小池:そうしたなか、日本に帰国してアドビに入社されたんですね。

宇野:帰国に関しては何年も悩み続けていました。そんなある時、急に日本への出張が入り、3時間だけ実家に戻ったんです。そのタイミングで、私が渡米する時に実家で飼い始めた犬が天国に還っていってしまって……。私の里帰りのタイミングを待っていたかのようでした。「さっさと帰国しなさい」と言われているようで、犬には「よく頑張ったね」と感謝を伝え、そこで帰国を決めたんです。

小池:なんと、そんな出来事があったんですね……。そんなメッセージを受け、アドビに入社されたわけですね。

宇野:私にとっては大きなキャリアチェンジをするという覚悟でアドビに入社しました。これまでは映像でしたがアドビはデザインで、Adobe Creative Cloud全体の事業開発や新規開拓を行うポジションで入社しました。

小池:そして入社3カ月で当時の社長のクレイグさんに呼び出されたそうですね。

宇野:はい、ちょうど試用期間の3カ月目が終わった直後だったので、緊張したことを覚えています。「映像編集のAdobe Premiere Proの国内市場担当者になってほしい」という話でした。

当時は欧米の映像業界では、製造中止になってしまったツールからPremiere Proへの切り替えが進んでいましたが、日本では遅れていたんです。「明日からすぐにそっちの仕事に就いて欲しい」と言われました。

小池:当時はどんな市場環境だったのですか。

宇野:私も帰国したばかりで全く状況がわかっておらず、前任者も私が入社する1年前に退職していましたし、顧客情報もなく、営業もついてないという状況でした。Premiere Proの認知度も高くなかったので、テレビ局を訪問しようと思ってもできない状況でしたね。

小池:そこからどのように切り開いていったのでしょうか。

宇野:「なぜPremiere Proは日本のお客様に受け入れられないのか」を探るため、自分なりの調査をしてみました。そこでわかったことは、やはり日本と海外との状況の違いでした。日本の映像現場はまだテープが使われていたので、最終的に編集した映像をテープに戻すワークフローが必須だったんです。「これを受け入れてもらわないと、ミッションは達成できません」と当時の上司と話していました。

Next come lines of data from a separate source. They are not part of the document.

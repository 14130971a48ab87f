//! Database schema, migrations, and query builders.
//!
//! Every builder returns a [`Built`] pair for the server's rusqlite adapter.
//! Builders over tenant-owned tables take the `instituicao_id` they are
//! scoped to; rows of another institution are never visible through them.

pub mod avaliacoes;
pub mod aulas;
pub mod biblioteca;
pub mod calendario;
pub mod documentos;
pub mod estrutura;
pub mod financeiro;
pub mod instituicoes;
pub mod matriculas;
pub mod migrations;
pub mod planos;
pub mod relatorios;
pub mod rh;
pub mod tables;
pub mod turmas;
pub mod users;

// Re-export tables for convenience
pub use tables::*;

/// SQL text plus bound values.
pub type Built = (String, sea_query::Values);
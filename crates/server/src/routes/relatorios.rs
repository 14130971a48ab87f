//! Official reports: the student report card (boletim) and the grade sheet
//! of one disciplina in one turma (pauta).
//!
//! Both are computed on read from grades and attendance. A situação other
//! than `EM_CURSO` only appears once the year is closed.

use std::collections::HashMap;

use axum::{
    Json,
    extract::{Path, Query, State},
};
use rusqlite::{Connection, Row};

use dsicola_api::db;
use dsicola_api::{
    AnoLetivoResponse, AnoLetivoStatus, BoletimLinha, BoletimQuery, BoletimResponse, Capability,
    MediaPeriodoResponse, PautaLinha, PautaResponse, Periodo, Role,
};
use dsicola_core::academic::Calendario;
use dsicola_core::grading::{self, NotaLancada, ResultadoDisciplina, Situacao};

use super::aulas::frequencias;
use super::auth::AuthUser;
use super::{ano_ativo, ensure_role, load_ano, load_calendario, load_plano};
use crate::error::ApiErr;
use crate::rows;
use crate::storage::{Db, sq_query_map, sq_query_opt};

fn ano_encerrado(ano: &AnoLetivoResponse, calendario: &Calendario) -> bool {
    ano.status == AnoLetivoStatus::Encerrado || calendario.is_closed(Periodo::Ano)
}

/// Row of `notas_do_plano` keyed by student.
fn nota_lancada(row: &Row<'_>) -> rusqlite::Result<(String, NotaLancada)> {
    Ok((
        row.get(0)?,
        NotaLancada {
            periodo: rows::enum_col(row, 1)?,
            tipo: rows::enum_col(row, 2)?,
            peso: row.get(3)?,
            valor: row.get(4)?,
        },
    ))
}

fn notas_por_aluno(
    conn: &Connection,
    inst: &str,
    plano_id: &str,
    aluno_id: Option<&str>,
) -> Result<HashMap<String, Vec<NotaLancada>>, ApiErr> {
    let notas = sq_query_map(
        conn,
        db::relatorios::notas_do_plano(inst, plano_id, aluno_id),
        nota_lancada,
    )
    .map_err(ApiErr::from_db("load notas"))?;
    let mut por_aluno: HashMap<String, Vec<NotaLancada>> = HashMap::new();
    for (aluno, nota) in notas {
        por_aluno.entry(aluno).or_default().push(nota);
    }
    Ok(por_aluno)
}

fn medias(r: &ResultadoDisciplina) -> Vec<MediaPeriodoResponse> {
    r.medias
        .iter()
        .map(|m| MediaPeriodoResponse {
            periodo: m.periodo,
            media: m.media,
        })
        .collect()
}

/// Report card of one student for one year (the active one by default).
/// Students may only read their own.
pub async fn boletim(
    State(db): State<Db>,
    user: AuthUser,
    Path(aluno_id): Path<String>,
    Query(q): Query<BoletimQuery>,
) -> Result<Json<BoletimResponse>, ApiErr> {
    if user.is(Role::Aluno) {
        if aluno_id != user.user_id {
            return Err(ApiErr::forbidden("students can only read their own boletim"));
        }
    } else {
        user.require(Capability::ViewReports)?;
    }
    let inst = user.tenant()?;

    let conn = db.conn();
    ensure_role(&conn, inst, &aluno_id, Role::Aluno)?;
    let aluno = sq_query_opt(&conn, db::users::get_in_tenant(inst, &aluno_id), rows::user)
        .map_err(ApiErr::from_db("load aluno"))?
        .ok_or_else(|| ApiErr::not_found("user not found"))?;
    let instituicao = sq_query_opt(&conn, db::instituicoes::get_by_id(inst), rows::instituicao)
        .map_err(ApiErr::from_db("load instituicao"))?
        .ok_or_else(|| ApiErr::not_found("institution not found"))?;
    let ano = match &q.ano_letivo_id {
        Some(id) => load_ano(&conn, inst, id)?,
        None => ano_ativo(&conn, inst)?
            .ok_or_else(|| ApiErr::not_found("no active ano letivo"))?,
    };
    let calendario = load_calendario(&conn, inst, &ano)?;
    let encerrado = ano_encerrado(&ano, &calendario);

    let planos = sq_query_map(
        &conn,
        db::relatorios::planos_do_aluno(inst, &aluno_id, &ano.id),
        |row| {
            Ok((
                row.get::<_, String>(0)?,
                row.get::<_, String>(1)?,
                row.get::<_, String>(2)?,
                row.get::<_, String>(3)?,
            ))
        },
    )
    .map_err(ApiErr::from_db("list planos do aluno"))?;

    let mut disciplinas = Vec::with_capacity(planos.len());
    for (plano_id, disciplina_id, disciplina_nome, turma_id) in planos {
        let notas = notas_por_aluno(&conn, inst, &plano_id, Some(&aluno_id))?
            .remove(&aluno_id)
            .unwrap_or_default();
        let r = grading::resultado(calendario.tipo(), &notas);
        let frequencia = frequencias(&conn, inst, &plano_id, Some(&aluno_id))?
            .get(&aluno_id)
            .and_then(|f| f.frequencia());
        disciplinas.push(BoletimLinha {
            medias: medias(&r),
            situacao: grading::situacao(r.media_final, frequencia, encerrado),
            plano_id,
            disciplina_id,
            disciplina_nome,
            turma_id,
            exame: r.exame,
            recurso: r.recurso,
            media_final: r.media_final,
            frequencia,
        });
    }
    let media_geral = grading::media_geral(disciplinas.iter().map(|d| d.media_final));

    Ok(Json(BoletimResponse {
        instituicao: instituicao.nome,
        aluno_id,
        aluno_nome: aluno.nome,
        ano_letivo_id: ano.id,
        ano: ano.ano,
        disciplinas,
        media_geral,
    }))
}

/// Grade sheet of a plan: every student actively enrolled in its turma.
pub async fn pauta(
    State(db): State<Db>,
    user: AuthUser,
    Path(plano_id): Path<String>,
) -> Result<Json<PautaResponse>, ApiErr> {
    user.require(Capability::ViewReports)?;
    let inst = user.tenant()?;

    let conn = db.conn();
    let plano = load_plano(&conn, inst, &plano_id)?;
    if user.is(Role::Professor) && plano.professor_id != user.user_id {
        return Err(ApiErr::forbidden("plano de ensino belongs to another professor"));
    }
    let (turma_id, turma_nome, disciplina_nome) = sq_query_opt(
        &conn,
        db::relatorios::cabecalho_pauta(inst, &plano.id),
        |row| Ok((row.get::<_, String>(0)?, row.get::<_, String>(1)?, row.get::<_, String>(2)?)),
    )
    .map_err(ApiErr::from_db("load pauta header"))?
    .ok_or_else(|| ApiErr::not_found("plano de ensino not found"))?;

    let ano = load_ano(&conn, inst, &plano.ano_letivo_id)?;
    let calendario = load_calendario(&conn, inst, &ano)?;
    let encerrado = ano_encerrado(&ano, &calendario);

    let alunos = sq_query_map(&conn, db::turmas::list_alunos(inst, &turma_id), rows::aluno_turma)
        .map_err(ApiErr::from_db("list alunos da turma"))?;
    let mut notas = notas_por_aluno(&conn, inst, &plano.id, None)?;
    let presencas = frequencias(&conn, inst, &plano.id, None)?;

    let linhas = alunos
        .into_iter()
        .map(|a| {
            let r = grading::resultado(
                calendario.tipo(),
                &notas.remove(&a.aluno_id).unwrap_or_default(),
            );
            let frequencia = presencas.get(&a.aluno_id).and_then(|f| f.frequencia());
            PautaLinha {
                medias: medias(&r),
                situacao: grading::situacao(r.media_final, frequencia, encerrado),
                aluno_id: a.aluno_id,
                aluno_nome: a.nome,
                exame: r.exame,
                recurso: r.recurso,
                media_final: r.media_final,
                frequencia,
            }
        })
        .collect::<Vec<_>>();

    let aprovados = linhas
        .iter()
        .filter(|l| l.situacao == Situacao::Aprovado)
        .count();
    tracing::debug!(plano_id = %plano.id, alunos = linhas.len(), aprovados, "pauta computed");
    Ok(Json(PautaResponse {
        plano_id: plano.id,
        turma_id,
        turma_nome,
        disciplina_nome,
        linhas,
    }))
}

小池:アドビの本社からすると「日本市場はなんて遅れているんだ」という感じだったでしょうね。そこでどのように米国本社の力を借りたのでしょうか。

宇野:日本市場の状況を地道に説明し続けました。日本のQAチームとともに「時代の流れが変わるのは5年10年かかるので、日本市場を勝ち取りたいのであれば、ここはどうしても直してもらわなければならない」ということを訴求し続けて理解してもらいました。あきらめずに続けることの大切さを実感しましたね。

小池:日系の米国法人の映像機器メーカーに在籍した時期の逆バージョンだったわけですね。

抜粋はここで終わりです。